私たちの家では、坂の下の往来への登り口にあたる石段のそばの塀のところに、大きな郵便箱を出してある。毎朝の新聞はそれで配達を受けることにしてある。取り出して来て見ると、一日として何か起こっていない日はなかった。あの早川賢が横死を遂げた際に、同じ運命を共にさせられたという不幸な少年一太のことなぞも、さかんに書き立ててあった。またかと思うような号外売りがこの町の界隈へも鈴を振り立てながら走ってやって来て、大げさな声で、そこいらに不安をまきちらして行くだけでも、私たちの神経がとがらずにはいられなかった。私は、年もまだ若く心も柔らかい子供らの目から、殺人、強盗、放火、男女の情死、官公吏の腐敗、その他胸もふさがるような記事で満たされた毎日の新聞を隠したかった。あいにくと、世にもまれに見る可憐な少年の写真が、ある日の紙面の一隅に大きく掲げてあった。評判の一太だ。美しい少年の生前の面影はまた、いっそうその死をあわれに見せていた。
末子やお徳は茶の間に集まって、その日の新聞をひろげていた。そこへ三郎が研究所から帰って来た。
「あ──一太。」
三郎はすぐにそれへ目をつけた。

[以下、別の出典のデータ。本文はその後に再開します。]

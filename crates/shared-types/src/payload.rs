//! Host payload shape
//!
//! The host dashboard invokes the subscribed draw callback with a single
//! object carrying a row table, field-role metadata and a style map. All
//! pieces are optional at the serde level so that a malformed payload
//! deserializes into a value the validator can inspect and report on,
//! instead of failing opaquely inside the bridge.

use serde::{Deserialize, Serialize};
use serde_json::Value;
use std::collections::HashMap;

/// A single data row: column id -> cell value.
///
/// Cell values arrive as arbitrary JSON; metrics may be numbers or
/// numeric strings depending on the host's field configuration.
pub type Row = HashMap<String, Value>;

/// Field-role metadata: role name -> columns bound to that role.
pub type FieldMap = HashMap<String, Vec<FieldDescriptor>>;

/// Style configuration: option name -> wrapped value.
pub type StyleMap = HashMap<String, StyleEntry>;

/// The payload delivered by the host on every data callback.
#[derive(Debug, Clone, Default, Serialize, Deserialize)]
pub struct DataPayload {
    #[serde(default)]
    pub tables: Option<TableSet>,
    #[serde(default)]
    pub fields: Option<FieldMap>,
    #[serde(default)]
    pub style: Option<StyleMap>,
}

/// Row tables keyed by table name. Only the default table is consumed.
#[derive(Debug, Clone, Default, Serialize, Deserialize)]
pub struct TableSet {
    #[serde(rename = "DEFAULT", default)]
    pub default: Option<Vec<Row>>,
}

/// One column bound to a semantic role.
#[derive(Debug, Clone, Serialize, Deserialize)]
pub struct FieldDescriptor {
    pub id: String,
    #[serde(default, skip_serializing_if = "Option::is_none")]
    pub name: Option<String>,
}

/// A single style option as delivered by the host: `{ "value": ... }`.
#[derive(Debug, Clone, Default, Serialize, Deserialize)]
pub struct StyleEntry {
    #[serde(default)]
    pub value: Value,
}

impl DataPayload {
    /// Rows of the default table, if present.
    pub fn rows(&self) -> Option<&[Row]> {
        self.tables.as_ref()?.default.as_deref()
    }

    /// Column id bound to `role`, taking the first descriptor when the
    /// host maps several columns to the same role.
    pub fn column_for_role(&self, role: &str) -> Option<&str> {
        self.fields
            .as_ref()?
            .get(role)?
            .first()
            .map(|d| d.id.as_str())
    }
}

#[cfg(test)]
mod tests {
    use super::*;

    #[test]
    fn payload_deserializes_with_missing_pieces() {
        let payload: DataPayload = serde_json::from_str("{}").unwrap();
        assert!(payload.tables.is_none());
        assert!(payload.fields.is_none());
        assert!(payload.rows().is_none());
    }

    #[test]
    fn column_for_role_takes_first_descriptor() {
        let json = r#"{
            "tables": { "DEFAULT": [] },
            "fields": {
                "xMetric": [ { "id": "qt_ctr" }, { "id": "qt_ctr_2" } ]
            }
        }"#;
        let payload: DataPayload = serde_json::from_str(json).unwrap();
        assert_eq!(payload.column_for_role("xMetric"), Some("qt_ctr"));
        assert_eq!(payload.column_for_role("yMetric"), None);
    }
}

読みさしの新聞を妹やお徳の前に投げ出すようにして言った。
「こんな、罪もない子供までも殺す必要がどこにあるだろう──」
その時の三郎の調子には、子供とも思えないような力があった。
しかし、これほどの熱狂もいつのまにか三郎の内を通り過ぎて行った。伸び行くさかりの子供は、一つところにとどまろうとしていなかった。どんどんきのうのことを捨てて行った。
「オヤ──三ちゃんの『早川賢』もどうしたろう。」
と、ふと私が気づいたころは、あれほど一時大騒ぎした人の名も忘れられて、それが「木下繁、木下繁」に変わっていた。木下繁ももはや故人だが、一時は研究所あたりに集まる青年美術家の憧憬の的となった画家で、みんなから早い病死を惜しまれた人だ。
その時になって見ると、新しいものを求めて熱狂するような三郎の気質が、なんとなく私の胸にまとまって浮かんで来た。どうしてこの子がこんなに大騒ぎをやるかというに──早川賢にしても、木下繁にしても──彼らがみんな新しい人であるからであった。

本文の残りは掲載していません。